▶ **What to produce**:
Your answer should be every line of the records that contains the word "MapModel".

● ● ● ● ● ● ●

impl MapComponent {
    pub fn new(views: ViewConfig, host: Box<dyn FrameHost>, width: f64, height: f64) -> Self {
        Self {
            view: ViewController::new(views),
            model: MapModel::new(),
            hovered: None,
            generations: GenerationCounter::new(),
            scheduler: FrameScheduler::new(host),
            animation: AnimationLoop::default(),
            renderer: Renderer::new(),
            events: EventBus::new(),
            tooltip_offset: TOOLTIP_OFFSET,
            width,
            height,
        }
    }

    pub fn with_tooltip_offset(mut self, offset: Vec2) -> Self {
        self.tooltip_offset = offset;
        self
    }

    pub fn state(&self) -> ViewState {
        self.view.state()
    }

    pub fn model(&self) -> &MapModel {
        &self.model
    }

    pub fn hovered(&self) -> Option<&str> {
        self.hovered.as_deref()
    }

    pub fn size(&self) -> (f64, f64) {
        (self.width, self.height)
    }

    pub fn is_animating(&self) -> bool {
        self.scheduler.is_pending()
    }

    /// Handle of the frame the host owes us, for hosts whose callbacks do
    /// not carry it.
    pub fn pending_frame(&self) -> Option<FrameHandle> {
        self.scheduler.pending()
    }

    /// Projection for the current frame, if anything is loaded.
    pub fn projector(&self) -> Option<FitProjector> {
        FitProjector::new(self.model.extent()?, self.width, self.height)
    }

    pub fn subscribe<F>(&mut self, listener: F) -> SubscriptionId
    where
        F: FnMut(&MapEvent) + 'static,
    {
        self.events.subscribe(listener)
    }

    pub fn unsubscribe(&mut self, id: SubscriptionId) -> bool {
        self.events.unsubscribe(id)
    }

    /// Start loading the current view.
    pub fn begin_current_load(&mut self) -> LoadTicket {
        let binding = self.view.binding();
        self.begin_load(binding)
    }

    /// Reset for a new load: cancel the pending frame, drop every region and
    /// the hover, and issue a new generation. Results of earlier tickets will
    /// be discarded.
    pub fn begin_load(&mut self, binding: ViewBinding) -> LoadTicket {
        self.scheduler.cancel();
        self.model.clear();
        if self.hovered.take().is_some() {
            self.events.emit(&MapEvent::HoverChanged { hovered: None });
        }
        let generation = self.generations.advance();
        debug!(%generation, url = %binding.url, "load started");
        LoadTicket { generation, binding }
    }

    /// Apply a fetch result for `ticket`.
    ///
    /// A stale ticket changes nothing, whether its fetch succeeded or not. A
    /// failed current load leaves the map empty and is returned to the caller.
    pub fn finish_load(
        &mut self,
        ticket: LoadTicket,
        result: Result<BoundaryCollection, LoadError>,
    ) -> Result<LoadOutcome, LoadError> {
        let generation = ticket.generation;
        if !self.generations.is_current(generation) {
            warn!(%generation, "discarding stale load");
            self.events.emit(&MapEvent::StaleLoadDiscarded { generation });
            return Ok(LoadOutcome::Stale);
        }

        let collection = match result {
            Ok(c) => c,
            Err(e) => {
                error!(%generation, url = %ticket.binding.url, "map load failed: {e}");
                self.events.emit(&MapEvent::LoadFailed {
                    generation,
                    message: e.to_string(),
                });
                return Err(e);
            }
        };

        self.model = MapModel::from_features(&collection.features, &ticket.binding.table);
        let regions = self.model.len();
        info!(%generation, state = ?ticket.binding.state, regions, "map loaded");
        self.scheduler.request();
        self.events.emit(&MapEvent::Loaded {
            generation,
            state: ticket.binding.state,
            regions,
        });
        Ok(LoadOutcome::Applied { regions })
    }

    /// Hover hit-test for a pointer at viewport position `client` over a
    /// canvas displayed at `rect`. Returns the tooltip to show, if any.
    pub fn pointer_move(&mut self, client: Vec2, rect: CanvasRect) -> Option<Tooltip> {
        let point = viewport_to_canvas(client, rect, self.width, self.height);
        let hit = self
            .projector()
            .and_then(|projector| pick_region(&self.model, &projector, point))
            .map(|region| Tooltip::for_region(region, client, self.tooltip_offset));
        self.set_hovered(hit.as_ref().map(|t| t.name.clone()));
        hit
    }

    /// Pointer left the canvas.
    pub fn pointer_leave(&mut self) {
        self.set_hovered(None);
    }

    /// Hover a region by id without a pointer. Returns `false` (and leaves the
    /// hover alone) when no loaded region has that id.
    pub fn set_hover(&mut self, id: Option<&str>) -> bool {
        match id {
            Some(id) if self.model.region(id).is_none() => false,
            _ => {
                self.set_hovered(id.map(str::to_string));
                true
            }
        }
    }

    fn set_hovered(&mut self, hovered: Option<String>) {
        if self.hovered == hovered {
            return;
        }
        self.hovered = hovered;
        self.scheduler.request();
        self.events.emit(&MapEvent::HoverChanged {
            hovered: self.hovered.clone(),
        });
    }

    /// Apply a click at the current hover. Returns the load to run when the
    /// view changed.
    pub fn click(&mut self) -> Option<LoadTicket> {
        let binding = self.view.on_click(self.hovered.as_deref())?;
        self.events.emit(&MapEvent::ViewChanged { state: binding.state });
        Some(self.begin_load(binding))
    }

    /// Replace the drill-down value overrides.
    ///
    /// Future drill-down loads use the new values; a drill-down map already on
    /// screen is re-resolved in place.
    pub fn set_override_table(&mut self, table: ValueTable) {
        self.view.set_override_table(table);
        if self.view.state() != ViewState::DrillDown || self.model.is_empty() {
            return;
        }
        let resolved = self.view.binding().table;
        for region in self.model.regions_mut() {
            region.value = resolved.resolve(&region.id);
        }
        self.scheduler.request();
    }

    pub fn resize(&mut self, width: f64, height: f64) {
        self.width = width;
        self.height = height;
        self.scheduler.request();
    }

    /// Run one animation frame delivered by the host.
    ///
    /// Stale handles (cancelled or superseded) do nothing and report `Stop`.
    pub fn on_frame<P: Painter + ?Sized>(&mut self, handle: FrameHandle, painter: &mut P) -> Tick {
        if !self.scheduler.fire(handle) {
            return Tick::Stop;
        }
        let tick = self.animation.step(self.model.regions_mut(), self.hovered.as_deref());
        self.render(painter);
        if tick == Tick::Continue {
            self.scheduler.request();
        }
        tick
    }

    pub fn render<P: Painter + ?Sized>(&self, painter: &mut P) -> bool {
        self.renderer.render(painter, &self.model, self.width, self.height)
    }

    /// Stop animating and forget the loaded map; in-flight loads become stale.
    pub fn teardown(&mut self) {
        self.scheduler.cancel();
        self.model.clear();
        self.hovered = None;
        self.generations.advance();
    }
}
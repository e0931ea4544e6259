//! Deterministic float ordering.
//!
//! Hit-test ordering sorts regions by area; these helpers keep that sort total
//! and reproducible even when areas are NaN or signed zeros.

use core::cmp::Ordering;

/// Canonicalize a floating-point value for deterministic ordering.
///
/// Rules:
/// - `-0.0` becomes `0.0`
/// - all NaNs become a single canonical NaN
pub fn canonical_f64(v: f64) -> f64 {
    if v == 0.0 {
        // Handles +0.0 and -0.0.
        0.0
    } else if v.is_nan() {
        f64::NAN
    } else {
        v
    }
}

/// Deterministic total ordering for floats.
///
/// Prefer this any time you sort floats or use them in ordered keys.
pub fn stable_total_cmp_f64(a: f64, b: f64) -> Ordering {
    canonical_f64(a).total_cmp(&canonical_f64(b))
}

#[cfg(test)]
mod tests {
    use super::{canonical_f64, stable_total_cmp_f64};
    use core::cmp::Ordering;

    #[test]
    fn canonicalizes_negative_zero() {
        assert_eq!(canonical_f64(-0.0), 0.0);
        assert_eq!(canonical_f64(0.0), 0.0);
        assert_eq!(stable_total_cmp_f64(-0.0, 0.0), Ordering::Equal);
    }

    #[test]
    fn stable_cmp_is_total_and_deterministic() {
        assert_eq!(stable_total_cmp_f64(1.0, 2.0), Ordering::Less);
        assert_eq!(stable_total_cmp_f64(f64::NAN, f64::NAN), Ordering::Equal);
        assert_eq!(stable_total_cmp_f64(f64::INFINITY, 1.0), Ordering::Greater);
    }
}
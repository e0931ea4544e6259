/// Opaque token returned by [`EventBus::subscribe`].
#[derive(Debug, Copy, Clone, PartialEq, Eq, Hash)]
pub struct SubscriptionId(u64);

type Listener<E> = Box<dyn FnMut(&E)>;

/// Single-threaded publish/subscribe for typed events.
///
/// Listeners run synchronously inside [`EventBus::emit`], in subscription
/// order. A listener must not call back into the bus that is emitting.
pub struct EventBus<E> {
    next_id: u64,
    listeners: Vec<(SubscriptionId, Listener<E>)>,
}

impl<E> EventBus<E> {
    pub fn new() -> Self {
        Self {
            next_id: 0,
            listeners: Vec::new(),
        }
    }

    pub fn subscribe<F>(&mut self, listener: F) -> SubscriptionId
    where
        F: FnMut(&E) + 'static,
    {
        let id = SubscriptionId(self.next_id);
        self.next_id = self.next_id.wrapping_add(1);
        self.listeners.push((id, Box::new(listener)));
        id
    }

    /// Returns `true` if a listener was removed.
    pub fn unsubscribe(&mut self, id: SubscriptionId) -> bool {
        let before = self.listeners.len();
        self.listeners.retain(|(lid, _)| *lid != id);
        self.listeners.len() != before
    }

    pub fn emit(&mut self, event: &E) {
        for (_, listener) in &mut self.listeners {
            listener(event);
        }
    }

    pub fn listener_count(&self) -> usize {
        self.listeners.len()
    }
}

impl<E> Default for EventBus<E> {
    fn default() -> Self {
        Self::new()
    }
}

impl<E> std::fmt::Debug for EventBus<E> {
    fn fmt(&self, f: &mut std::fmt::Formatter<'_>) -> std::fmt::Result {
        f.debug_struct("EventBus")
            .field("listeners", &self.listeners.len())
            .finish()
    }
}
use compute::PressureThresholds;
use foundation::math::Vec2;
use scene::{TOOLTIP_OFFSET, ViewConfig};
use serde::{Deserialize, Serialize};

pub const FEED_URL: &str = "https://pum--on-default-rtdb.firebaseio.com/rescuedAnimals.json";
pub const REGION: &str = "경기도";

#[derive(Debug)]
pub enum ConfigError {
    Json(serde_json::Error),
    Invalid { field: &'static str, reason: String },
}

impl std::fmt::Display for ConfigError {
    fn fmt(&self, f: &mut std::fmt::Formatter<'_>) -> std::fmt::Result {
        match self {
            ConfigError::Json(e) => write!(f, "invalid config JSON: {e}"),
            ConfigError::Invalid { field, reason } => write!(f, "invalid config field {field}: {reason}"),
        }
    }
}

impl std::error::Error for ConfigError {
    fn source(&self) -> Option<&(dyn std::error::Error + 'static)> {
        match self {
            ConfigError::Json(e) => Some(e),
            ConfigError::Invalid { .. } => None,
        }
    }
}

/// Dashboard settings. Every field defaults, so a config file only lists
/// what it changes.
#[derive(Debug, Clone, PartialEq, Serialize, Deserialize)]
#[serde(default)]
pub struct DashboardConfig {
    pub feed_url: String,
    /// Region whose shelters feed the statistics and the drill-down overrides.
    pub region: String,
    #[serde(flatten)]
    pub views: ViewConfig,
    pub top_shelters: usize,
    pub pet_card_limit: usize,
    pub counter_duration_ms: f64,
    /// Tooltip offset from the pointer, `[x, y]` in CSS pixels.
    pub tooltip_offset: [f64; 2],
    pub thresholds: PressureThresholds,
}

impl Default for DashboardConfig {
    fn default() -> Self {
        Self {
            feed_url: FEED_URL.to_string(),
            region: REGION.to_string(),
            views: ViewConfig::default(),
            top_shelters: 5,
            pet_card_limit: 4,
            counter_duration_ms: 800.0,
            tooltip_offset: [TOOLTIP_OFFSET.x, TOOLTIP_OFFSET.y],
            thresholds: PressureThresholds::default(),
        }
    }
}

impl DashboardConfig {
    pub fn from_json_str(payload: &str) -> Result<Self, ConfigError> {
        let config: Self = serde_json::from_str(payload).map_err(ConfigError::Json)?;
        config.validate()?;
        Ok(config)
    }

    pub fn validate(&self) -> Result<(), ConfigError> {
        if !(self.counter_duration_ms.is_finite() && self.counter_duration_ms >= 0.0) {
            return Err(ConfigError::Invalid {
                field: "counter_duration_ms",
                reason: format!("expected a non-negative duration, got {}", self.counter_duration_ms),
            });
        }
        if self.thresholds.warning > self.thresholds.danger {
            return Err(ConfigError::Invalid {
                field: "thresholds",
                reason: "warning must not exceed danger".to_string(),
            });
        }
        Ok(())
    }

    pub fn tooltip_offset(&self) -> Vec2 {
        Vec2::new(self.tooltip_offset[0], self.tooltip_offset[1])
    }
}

● ● ● ● ● ● ●

▶ **Task output**:
            model: MapModel::new(),
    pub fn model(&self) -> &MapModel {
        self.model = MapModel::from_features(&collection.features, &ticket.binding.table);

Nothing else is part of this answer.